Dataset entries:
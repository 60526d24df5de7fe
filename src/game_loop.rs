//! 固定帧率的游戏循环。
//!
//! 每一帧：
//! - Input: 在剩余的帧时间内等待输入
//! - Step: 把移动指令交给模拟状态（碰撞、回合、敌人、死亡规则）
//! - Render: 渲染已经结算完毕的状态
//!
//! 游戏结束后继续渲染，直到玩家退出。

use std::time::Duration;

use tracing::{debug, info};

use crate::input::{Command, InputSource};
use crate::renderer::{Clock, GameClock, Renderer};
use crate::simulation::{SimulationState, StepOutcome};

/// 主游戏循环
pub struct GameLoop<R: Renderer, I: InputSource, C: Clock = GameClock> {
    pub state: SimulationState,
    pub renderer: R,
    pub input_source: I,
    pub clock: C,
    pub is_running: bool,
    frame_interval: Duration,
    frames: u64,
}

impl<R: Renderer, I: InputSource> GameLoop<R, I, GameClock> {
    pub fn new(state: SimulationState, renderer: R, input_source: I, frame_interval: Duration) -> Self {
        Self::with_clock(state, renderer, input_source, GameClock, frame_interval)
    }
}

impl<R: Renderer, I: InputSource, C: Clock> GameLoop<R, I, C> {
    pub fn with_clock(
        state: SimulationState,
        renderer: R,
        input_source: I,
        clock: C,
        frame_interval: Duration,
    ) -> Self {
        Self {
            state,
            renderer,
            input_source,
            clock,
            is_running: true,
            frame_interval,
            frames: 0,
        }
    }

    pub fn frames(&self) -> u64 {
        self.frames
    }

    /// Runs until a quit command arrives.
    pub fn run(&mut self) -> anyhow::Result<()> {
        self.renderer.init()?;
        self.renderer.draw(&self.state)?;
        let result = self.run_until_quit();
        self.renderer.cleanup()?;
        info!(frames = self.frames, turn = self.state.turn(), "game loop finished");
        result
    }

    fn run_until_quit(&mut self) -> anyhow::Result<()> {
        while self.is_running {
            self.tick()?;
        }
        Ok(())
    }

    /// One frame: input, step, render, then sleep off the remaining frame time.
    pub fn tick(&mut self) -> anyhow::Result<()> {
        let frame_start = self.clock.now();

        if let Some(command) = self.input_source.poll(self.frame_interval)? {
            self.handle_command(command);
        }
        if self.is_running {
            self.renderer.draw(&self.state)?;
        }
        self.frames += 1;

        let elapsed = self.clock.now().saturating_duration_since(frame_start);
        if let Some(remaining) = self.frame_interval.checked_sub(elapsed) {
            self.clock.sleep(remaining);
        }
        Ok(())
    }

    fn handle_command(&mut self, command: Command) {
        match command {
            Command::Quit => {
                debug!("quit requested");
                self.is_running = false;
            }
            Command::Move(direction) => match self.state.step(direction) {
                StepOutcome::Moved { turn } => debug!(turn, %direction, "player moved"),
                StepOutcome::Blocked => {}
                StepOutcome::GameOver => debug!("move ignored after game over"),
            },
        }
    }
}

Work to complete -
Whenever a line of the entries contains the string "tick", copy that line.

Answer to the exercise -
            self.tick()?;
    pub fn tick(&mut self) -> anyhow::Result<()> {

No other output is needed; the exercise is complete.